The answer must consist of every line in the records below that contains the string "components".

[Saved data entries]

◇ ◇ ◇

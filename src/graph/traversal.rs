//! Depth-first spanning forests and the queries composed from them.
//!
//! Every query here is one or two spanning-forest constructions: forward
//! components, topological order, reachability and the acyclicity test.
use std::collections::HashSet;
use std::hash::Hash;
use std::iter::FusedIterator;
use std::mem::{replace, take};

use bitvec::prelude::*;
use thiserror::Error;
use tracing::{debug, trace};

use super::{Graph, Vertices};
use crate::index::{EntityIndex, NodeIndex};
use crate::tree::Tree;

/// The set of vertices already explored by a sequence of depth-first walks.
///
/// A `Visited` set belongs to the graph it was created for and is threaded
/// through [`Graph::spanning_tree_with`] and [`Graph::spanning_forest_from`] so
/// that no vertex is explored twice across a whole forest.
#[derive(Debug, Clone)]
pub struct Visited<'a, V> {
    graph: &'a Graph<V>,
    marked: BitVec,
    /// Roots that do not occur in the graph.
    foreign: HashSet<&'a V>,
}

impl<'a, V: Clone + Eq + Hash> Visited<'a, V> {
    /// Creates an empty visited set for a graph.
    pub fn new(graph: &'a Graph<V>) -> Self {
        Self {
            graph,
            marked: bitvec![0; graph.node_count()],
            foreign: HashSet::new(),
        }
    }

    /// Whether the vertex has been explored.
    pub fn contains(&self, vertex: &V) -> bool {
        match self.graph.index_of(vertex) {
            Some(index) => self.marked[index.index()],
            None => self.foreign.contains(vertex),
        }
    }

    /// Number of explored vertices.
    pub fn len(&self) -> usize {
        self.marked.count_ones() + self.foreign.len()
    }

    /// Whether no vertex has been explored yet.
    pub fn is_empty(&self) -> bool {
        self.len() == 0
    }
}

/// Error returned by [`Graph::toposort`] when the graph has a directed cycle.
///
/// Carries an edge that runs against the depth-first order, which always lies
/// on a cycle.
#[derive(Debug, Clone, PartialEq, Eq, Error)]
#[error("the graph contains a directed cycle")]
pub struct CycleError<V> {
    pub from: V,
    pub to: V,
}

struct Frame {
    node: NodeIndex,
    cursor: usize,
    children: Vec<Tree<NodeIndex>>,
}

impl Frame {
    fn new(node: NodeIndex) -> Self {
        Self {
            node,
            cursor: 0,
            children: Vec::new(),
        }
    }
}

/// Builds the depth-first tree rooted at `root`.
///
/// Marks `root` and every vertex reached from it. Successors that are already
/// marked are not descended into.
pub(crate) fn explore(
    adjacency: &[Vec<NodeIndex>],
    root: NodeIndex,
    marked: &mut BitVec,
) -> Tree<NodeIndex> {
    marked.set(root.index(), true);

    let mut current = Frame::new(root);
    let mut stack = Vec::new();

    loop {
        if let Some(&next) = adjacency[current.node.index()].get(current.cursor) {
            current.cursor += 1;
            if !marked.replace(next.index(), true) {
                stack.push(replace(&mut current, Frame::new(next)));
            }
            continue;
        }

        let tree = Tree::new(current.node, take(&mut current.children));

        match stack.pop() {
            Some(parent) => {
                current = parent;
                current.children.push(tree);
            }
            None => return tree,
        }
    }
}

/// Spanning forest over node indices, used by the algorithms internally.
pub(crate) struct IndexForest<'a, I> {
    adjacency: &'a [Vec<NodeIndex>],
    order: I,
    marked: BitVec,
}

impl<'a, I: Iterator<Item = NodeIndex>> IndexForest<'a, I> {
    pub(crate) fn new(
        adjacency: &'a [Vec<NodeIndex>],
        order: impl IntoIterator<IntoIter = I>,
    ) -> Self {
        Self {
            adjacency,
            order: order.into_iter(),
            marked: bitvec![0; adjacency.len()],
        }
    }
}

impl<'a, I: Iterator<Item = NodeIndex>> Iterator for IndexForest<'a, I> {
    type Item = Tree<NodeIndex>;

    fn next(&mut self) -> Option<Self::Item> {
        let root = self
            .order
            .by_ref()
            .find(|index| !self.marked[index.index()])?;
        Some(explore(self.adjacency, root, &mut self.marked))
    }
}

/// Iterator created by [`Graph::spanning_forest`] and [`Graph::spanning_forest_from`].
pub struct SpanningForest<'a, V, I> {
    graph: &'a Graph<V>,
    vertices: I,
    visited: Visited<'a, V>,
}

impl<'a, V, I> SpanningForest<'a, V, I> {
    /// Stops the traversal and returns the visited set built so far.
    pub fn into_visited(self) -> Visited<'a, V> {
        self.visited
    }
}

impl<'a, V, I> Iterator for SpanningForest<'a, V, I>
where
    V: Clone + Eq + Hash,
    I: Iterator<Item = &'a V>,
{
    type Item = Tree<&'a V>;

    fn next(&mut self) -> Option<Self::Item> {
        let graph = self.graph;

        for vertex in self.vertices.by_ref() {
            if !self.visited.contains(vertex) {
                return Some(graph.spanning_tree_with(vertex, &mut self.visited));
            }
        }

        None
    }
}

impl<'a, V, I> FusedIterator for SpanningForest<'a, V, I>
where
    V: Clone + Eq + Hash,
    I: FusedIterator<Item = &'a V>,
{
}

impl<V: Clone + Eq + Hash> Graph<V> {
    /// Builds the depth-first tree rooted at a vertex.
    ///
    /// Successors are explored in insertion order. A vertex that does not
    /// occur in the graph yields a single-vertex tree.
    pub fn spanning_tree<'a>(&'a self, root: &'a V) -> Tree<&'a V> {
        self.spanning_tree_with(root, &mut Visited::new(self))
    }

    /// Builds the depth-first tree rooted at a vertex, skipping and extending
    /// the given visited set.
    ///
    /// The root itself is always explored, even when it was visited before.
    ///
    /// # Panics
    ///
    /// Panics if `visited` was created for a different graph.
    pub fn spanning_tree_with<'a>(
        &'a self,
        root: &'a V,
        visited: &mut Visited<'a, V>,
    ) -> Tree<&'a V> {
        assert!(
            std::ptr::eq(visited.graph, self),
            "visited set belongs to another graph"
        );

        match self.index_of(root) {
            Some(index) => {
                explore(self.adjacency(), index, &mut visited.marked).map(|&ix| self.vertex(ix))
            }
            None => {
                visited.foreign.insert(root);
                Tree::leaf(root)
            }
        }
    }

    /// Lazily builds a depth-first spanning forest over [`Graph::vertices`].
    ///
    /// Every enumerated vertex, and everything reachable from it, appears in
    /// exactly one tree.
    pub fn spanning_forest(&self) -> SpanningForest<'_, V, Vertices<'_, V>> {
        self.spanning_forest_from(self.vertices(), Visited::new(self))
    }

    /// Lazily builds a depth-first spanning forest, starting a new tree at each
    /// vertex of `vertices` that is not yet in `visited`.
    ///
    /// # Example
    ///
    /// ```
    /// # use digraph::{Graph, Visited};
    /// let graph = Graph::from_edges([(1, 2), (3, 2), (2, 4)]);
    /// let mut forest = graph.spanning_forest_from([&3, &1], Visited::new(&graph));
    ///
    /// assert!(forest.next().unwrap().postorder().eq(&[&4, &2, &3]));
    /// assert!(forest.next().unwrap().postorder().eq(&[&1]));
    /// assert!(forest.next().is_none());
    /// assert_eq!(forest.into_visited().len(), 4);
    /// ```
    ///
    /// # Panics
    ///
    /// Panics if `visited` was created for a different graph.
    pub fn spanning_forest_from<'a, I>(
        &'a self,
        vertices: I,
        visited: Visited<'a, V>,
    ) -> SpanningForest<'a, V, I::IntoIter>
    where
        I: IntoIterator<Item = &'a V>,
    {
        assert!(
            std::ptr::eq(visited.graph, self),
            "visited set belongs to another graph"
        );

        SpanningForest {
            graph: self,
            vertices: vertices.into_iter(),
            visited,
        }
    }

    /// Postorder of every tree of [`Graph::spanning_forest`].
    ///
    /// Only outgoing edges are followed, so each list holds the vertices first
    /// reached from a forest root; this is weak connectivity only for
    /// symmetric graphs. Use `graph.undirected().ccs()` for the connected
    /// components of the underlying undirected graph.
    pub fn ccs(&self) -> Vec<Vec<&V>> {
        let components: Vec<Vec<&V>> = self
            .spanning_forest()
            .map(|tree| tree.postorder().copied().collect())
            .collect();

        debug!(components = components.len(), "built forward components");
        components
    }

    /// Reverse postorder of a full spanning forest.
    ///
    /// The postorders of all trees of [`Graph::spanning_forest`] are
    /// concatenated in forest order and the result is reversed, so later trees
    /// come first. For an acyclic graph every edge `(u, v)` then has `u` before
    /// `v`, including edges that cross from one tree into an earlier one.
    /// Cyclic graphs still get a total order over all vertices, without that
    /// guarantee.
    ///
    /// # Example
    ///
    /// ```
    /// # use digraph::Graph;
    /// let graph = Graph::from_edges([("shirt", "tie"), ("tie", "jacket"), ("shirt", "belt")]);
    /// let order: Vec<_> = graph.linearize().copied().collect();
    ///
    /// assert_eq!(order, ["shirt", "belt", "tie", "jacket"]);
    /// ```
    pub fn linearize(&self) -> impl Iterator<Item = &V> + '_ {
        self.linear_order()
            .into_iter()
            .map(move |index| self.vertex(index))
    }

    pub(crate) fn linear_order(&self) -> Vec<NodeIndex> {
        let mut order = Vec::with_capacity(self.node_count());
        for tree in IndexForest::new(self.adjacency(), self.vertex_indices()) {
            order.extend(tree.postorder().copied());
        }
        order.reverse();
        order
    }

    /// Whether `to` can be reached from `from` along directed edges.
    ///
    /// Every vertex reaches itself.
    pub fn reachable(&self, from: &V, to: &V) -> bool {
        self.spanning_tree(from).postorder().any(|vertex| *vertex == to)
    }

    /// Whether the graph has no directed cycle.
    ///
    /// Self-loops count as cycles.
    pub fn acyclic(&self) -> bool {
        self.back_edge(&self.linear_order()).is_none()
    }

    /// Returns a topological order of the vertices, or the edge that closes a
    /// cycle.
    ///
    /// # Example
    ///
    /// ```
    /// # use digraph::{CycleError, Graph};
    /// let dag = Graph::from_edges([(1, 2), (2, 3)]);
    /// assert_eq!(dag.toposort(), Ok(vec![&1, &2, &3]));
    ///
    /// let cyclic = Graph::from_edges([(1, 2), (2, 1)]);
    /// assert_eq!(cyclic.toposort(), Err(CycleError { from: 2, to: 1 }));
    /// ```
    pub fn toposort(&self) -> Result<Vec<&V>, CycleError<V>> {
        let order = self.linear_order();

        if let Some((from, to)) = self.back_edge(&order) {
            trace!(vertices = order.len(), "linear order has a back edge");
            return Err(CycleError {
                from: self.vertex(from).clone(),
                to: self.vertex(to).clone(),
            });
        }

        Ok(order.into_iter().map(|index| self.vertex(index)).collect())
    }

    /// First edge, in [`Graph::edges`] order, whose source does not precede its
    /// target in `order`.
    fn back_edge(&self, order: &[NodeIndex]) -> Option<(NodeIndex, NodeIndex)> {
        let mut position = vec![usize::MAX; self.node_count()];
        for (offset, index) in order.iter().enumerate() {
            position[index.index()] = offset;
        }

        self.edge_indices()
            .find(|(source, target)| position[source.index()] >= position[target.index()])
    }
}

◇ ◇ ◇

• _Exercise result_:
//! components, topological order, reachability and the acyclicity test.
    /// components of the underlying undirected graph.
        let components: Vec<Vec<&V>> = self
        debug!(components = components.len(), "built forward components");
        components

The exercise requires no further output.